> _Work to be completed_:
Give the number of lines in the material below that contain the word "Returns". No other content is needed.

========================================

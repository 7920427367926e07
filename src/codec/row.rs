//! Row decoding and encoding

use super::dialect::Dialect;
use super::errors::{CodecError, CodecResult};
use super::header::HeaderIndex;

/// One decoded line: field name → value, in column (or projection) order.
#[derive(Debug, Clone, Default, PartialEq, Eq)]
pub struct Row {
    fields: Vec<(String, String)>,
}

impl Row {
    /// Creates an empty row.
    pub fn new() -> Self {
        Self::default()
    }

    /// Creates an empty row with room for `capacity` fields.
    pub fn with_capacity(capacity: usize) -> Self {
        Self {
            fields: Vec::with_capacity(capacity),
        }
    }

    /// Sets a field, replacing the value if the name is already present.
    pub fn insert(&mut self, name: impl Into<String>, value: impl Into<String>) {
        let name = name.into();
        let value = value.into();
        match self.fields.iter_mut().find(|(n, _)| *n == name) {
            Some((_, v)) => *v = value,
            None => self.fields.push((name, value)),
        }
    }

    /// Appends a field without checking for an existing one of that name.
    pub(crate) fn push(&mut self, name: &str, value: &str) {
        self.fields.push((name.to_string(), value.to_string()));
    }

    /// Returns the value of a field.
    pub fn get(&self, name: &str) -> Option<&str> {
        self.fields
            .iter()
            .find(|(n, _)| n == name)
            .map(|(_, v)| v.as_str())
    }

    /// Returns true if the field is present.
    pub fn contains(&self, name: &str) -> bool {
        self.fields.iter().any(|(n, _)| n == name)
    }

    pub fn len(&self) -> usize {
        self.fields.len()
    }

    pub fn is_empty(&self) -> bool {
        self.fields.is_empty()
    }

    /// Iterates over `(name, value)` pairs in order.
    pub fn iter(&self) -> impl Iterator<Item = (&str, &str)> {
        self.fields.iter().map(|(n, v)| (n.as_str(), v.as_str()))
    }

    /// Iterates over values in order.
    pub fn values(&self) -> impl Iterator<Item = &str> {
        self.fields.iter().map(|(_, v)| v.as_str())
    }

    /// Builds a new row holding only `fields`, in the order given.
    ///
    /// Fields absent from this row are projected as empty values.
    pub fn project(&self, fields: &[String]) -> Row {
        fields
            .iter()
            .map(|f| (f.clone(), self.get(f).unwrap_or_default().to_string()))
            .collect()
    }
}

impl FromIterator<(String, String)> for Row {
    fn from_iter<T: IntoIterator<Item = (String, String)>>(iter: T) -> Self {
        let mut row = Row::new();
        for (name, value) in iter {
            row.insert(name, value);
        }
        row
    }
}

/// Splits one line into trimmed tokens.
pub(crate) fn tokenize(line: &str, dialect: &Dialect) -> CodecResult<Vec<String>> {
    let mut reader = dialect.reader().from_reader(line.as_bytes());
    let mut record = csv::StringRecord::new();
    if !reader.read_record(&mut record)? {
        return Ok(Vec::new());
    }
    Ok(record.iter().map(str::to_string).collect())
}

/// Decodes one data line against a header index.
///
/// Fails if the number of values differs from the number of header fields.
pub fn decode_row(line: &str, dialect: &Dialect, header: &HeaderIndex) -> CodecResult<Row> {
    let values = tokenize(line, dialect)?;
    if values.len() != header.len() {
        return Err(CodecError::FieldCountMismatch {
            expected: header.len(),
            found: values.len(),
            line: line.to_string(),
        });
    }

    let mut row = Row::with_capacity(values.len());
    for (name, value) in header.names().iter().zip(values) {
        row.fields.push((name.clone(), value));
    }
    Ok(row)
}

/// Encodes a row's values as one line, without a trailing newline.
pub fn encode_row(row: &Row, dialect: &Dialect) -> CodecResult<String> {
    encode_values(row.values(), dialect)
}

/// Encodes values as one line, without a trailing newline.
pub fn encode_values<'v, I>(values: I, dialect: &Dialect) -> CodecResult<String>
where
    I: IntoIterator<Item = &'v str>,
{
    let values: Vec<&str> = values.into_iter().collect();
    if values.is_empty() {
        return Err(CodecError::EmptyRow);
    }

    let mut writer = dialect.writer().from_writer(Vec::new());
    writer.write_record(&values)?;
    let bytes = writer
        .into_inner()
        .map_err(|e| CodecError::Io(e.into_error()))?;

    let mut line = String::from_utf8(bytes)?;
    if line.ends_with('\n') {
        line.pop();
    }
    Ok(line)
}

========================================

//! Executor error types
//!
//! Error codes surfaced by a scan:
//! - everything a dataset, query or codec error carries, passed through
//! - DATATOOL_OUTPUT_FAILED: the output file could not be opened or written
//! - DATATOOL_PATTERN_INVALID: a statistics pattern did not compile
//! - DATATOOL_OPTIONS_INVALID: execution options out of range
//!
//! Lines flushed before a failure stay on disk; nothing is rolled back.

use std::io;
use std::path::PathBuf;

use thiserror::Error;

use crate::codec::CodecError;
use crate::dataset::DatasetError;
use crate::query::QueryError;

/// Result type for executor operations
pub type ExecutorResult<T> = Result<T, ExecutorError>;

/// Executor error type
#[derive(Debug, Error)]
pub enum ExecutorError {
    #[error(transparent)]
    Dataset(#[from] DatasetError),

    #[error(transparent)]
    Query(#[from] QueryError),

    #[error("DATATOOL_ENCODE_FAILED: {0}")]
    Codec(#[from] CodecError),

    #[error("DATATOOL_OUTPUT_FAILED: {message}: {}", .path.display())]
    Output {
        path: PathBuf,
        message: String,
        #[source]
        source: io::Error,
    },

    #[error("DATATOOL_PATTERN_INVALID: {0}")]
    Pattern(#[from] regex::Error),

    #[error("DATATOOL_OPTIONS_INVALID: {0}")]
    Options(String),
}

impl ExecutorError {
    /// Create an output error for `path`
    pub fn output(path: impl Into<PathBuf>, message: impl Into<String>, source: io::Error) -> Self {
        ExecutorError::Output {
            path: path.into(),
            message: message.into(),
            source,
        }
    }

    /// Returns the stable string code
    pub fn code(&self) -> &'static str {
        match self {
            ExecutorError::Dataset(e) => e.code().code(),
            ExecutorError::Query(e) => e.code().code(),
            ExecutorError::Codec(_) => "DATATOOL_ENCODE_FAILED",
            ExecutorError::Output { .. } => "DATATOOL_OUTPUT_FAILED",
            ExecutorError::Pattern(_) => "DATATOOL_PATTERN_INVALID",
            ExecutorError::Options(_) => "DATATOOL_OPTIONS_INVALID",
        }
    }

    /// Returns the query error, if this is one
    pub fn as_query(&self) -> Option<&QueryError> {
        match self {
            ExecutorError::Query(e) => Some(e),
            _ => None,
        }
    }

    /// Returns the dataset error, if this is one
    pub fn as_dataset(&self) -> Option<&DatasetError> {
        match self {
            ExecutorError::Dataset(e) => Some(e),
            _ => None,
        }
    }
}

========================================

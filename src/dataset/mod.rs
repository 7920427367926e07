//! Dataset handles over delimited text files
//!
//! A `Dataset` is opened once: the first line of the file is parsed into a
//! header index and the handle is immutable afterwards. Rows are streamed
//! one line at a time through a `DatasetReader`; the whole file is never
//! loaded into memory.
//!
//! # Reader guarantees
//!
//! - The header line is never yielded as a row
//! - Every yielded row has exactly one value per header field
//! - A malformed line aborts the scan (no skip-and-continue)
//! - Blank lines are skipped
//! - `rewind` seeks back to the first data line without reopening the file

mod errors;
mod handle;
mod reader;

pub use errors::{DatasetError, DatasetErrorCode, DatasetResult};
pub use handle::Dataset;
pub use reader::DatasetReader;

========================================

> _Solved problem_:
5